In my post a few days ago about scary predators, I mentioned a curious feature of the prehistory of North America -- the Western Interior Seaway, which for a bit over thirty million years in the mid- to late-Cretaceous Period split the continent in half, connecting the Arctic Ocean to the Gulf of Mexico.
This meant that a broad strip of land from current-day Alberta to east Texas was underwater. In fact, Kansas -- which seldom comes to mind when you think of the ocean -- is one of the best places in the world to find late-Cretaceous-age marine fossils like mosasaurs, plesiosaurs, and scary-ass enormous carnivorous fish like Xiphactinus.
The Seaway is thought to have formed because the Laramide Orogeny -- the combination of uplift and volcanism that created the Rocky Mountains -- caused downwarping of the continental crust to the east, allowing the ocean to flood inward. The Laramide uplift eventually would be the Seaway's undoing, however; the upward push gradually shifted eastward, lifting what is now the American Midwest and leaving it high and dry. (Of course, this final stage happened right around the same time as the Chicxulub Impact occurred, so living things at that point had other worries; but fossil beds in North Dakota that preserve evidence of the actual impact show that most of what had been the Seaway had already broken up into swamps, rivers, and shallow lakes.)
As you can see from the map, the Western Interior Seaway split North America into two continents, a western one (Laramidia) and an eastern one (Appalachia). What's curious is that we know a great deal more about the paleontology of Laramidia than we do of Appalachia. Most of what come to mind as the big, charismatic dinosaur species of the late Cretaceous, such as T. rex and Triceratops and Parasaurolophus, lived in Laramidia; and just this week, a paper appeared in PLOS One about one of the Laramidian mammals, a muskrat-sized marsupial called Heleocola.
So what was happening in Appalachia?
The answer is "we're not really sure," because the evidence is so slim. A rapidly-rising mountain range, such as what Laramidia was experiencing at the time, results in a lot of eroded sediments and volcanic ash with which to bury recently-deceased organisms, making the western parts of North America prime places for hunting fossils. The part of the continent east of today's Mississippi River is, on the whole, made up of rocks of far greater age. (For example, where I live -- a bit down and to the right of the letter "C" in "Appalachia" on the map -- has rocks of Devonian age, which were already about three hundred million years old when the late Cretaceous dinosaurs were lumbering around.)
So old, stable crust with gentle topography = much less eroded sediment, and little to no formation of the sedimentary rock where you find fossils.
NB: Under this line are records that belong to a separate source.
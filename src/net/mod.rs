pub mod client;
pub mod command;
pub mod delta;
#[cfg(feature = "recorder")]
pub mod demo;
pub mod protocol;
pub mod snapshot;
pub mod wire;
There have been a few finds here and there, even if nowhere near the fossil riches in the western half of the continent. We know there were species from some of the familiar groups -- tyrannosaurids, hadrosaurs, coelurosaurs, ornithomimids, and lambeosaurs -- but on the whole, they were more like their ancestors (i.e. they had changed less over time, and still resembled the "basal" or "stem" lineages). Why this happened is unknown. There's a general rule that slow environmental change and low selection leads to very slow rates of evolutionary change (thus the oft-quoted statement that sharks have barely changed in overall form in two hundred million years, which is only true if you pick and choose which species to look at). So were the inhabitants of Appalachia simply in a more congenial environment, as compared to the ones in the tectonically-active, rapidly-rising mountains of Laramidia?
It's certainly a possibility, but it's hard to make any real determinations based on a lack of evidence. As I've pointed out before, even with the most favorable of conditions, only an extremely small fraction of organisms ever become fossils; what we don't know about the past vastly outweighs what we do know. Still, it's mind-boggling to think about a time when things were so very different. My home territory of the Finger Lakes Region of New York, now cool hardwood forests where the scariest denizens are foxes and black bears, were then warm, humid subtropical jungles, with a climate more like Central America, and populated by a huge assemblage of dinosaurs we're only beginning to understand.
Just as well things have changed, really. I have a hard enough time keeping bunnies out of my vegetable garden, I can't imagine how I'd deal with my lettuce plants being munched by hadrosaurs.